Provided material>
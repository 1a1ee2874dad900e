//! mxn-vis - color-mapped images, colorbars and palettes from the command line
//!
//! This is the main entry point for the mxn-vis binary.

use anyhow::Context;
use std::time::Instant;
use tracing::{error, info};

use mxn_vis::colorbar::{save_colorbar, ColorbarOptions};
use mxn_vis::colormaps::{available_colormaps, cmap_to_palette, get_colormap};
use mxn_vis::config::Command;
use mxn_vis::data_loader::{load_array, load_mask};
use mxn_vis::raster::{save_image, ImageOptions};
use mxn_vis::{init_tracing, log_operation_end, log_operation_start, Config};

fn main() -> anyhow::Result<()> {
    // Load configuration
    let (config, command) = Config::load().context("failed to load configuration")?;

    init_tracing(&config.log_level);
    info!("Starting mxn-vis v{}", env!("CARGO_PKG_VERSION"));

    // Validate configuration
    config.validate().map_err(|e| {
        error!("Invalid configuration: {}", e);
        e
    })?;

    run(&config, command)
}

fn run(config: &Config, command: Command) -> anyhow::Result<()> {
    match command {
        Command::Image {
            input,
            output,
            mask,
            colormap,
            no_flip,
        } => {
            let start = Instant::now();
            log_operation_start("image", Some(&input.display().to_string()));

            let data = load_array(&input)
                .with_context(|| format!("failed to load {}", input.display()))?;
            let mask = match mask {
                Some(path) => Some(
                    load_mask(&path)
                        .with_context(|| format!("failed to load mask {}", path.display()))?,
                ),
                None => None,
            };
            let colormap = get_colormap(colormap.as_deref().unwrap_or(&config.render.colormap))?;

            let mut options = ImageOptions::default()
                .colormap(colormap.as_ref())
                .flip_vertical(config.render.flip_vertical && !no_flip);
            if let Some(mask) = &mask {
                options = options.mask(mask.view());
            }

            let result = save_image(data.view(), &output, &options);
            log_operation_end("image", start, result.is_ok());
            let (path, _) = result.with_context(|| format!("failed to save {}", output.display()))?;
            println!("{}", path.display());
        }
        Command::Colorbar {
            input,
            vmin,
            vmax,
            colormap,
            output,
            title,
            lab,
        } => {
            let start = Instant::now();
            log_operation_start("colorbar", None);

            let data = input
                .as_deref()
                .map(load_array)
                .transpose()
                .context("failed to load colorbar input")?;
            let colormap = get_colormap(colormap.as_deref().unwrap_or(&config.render.colormap))?;

            let mut options = ColorbarOptions::from_config(&config.colorbar)
                .colormap(colormap.as_ref())
                .lab(lab);
            options.vmin = vmin;
            options.vmax = vmax;
            if let Some(data) = &data {
                options = options.data(data.view());
            }
            if let Some(output) = output {
                options = options.filename(output);
            }
            if let Some(title) = title {
                options = options.title(title);
            }

            let result = save_colorbar(&options);
            log_operation_end("colorbar", start, result.is_ok());
            let (path, _) = result.context("failed to save colorbar")?;
            println!("{}", path.display());
        }
        Command::Palette { colormap } => {
            let colormap = get_colormap(colormap.as_deref().unwrap_or(&config.render.colormap))?;
            let palette = cmap_to_palette(colormap.as_ref());
            println!("{}", serde_json::to_string(&palette)?);
        }
        Command::Colormaps => {
            for name in available_colormaps() {
                println!("{}", name);
            }
        }
    }
    Ok(())
}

Exercise prompt> Counting only lines that contain the string "display", say how many appear in the listing above, with the number as the entire reply.

Written answer> 6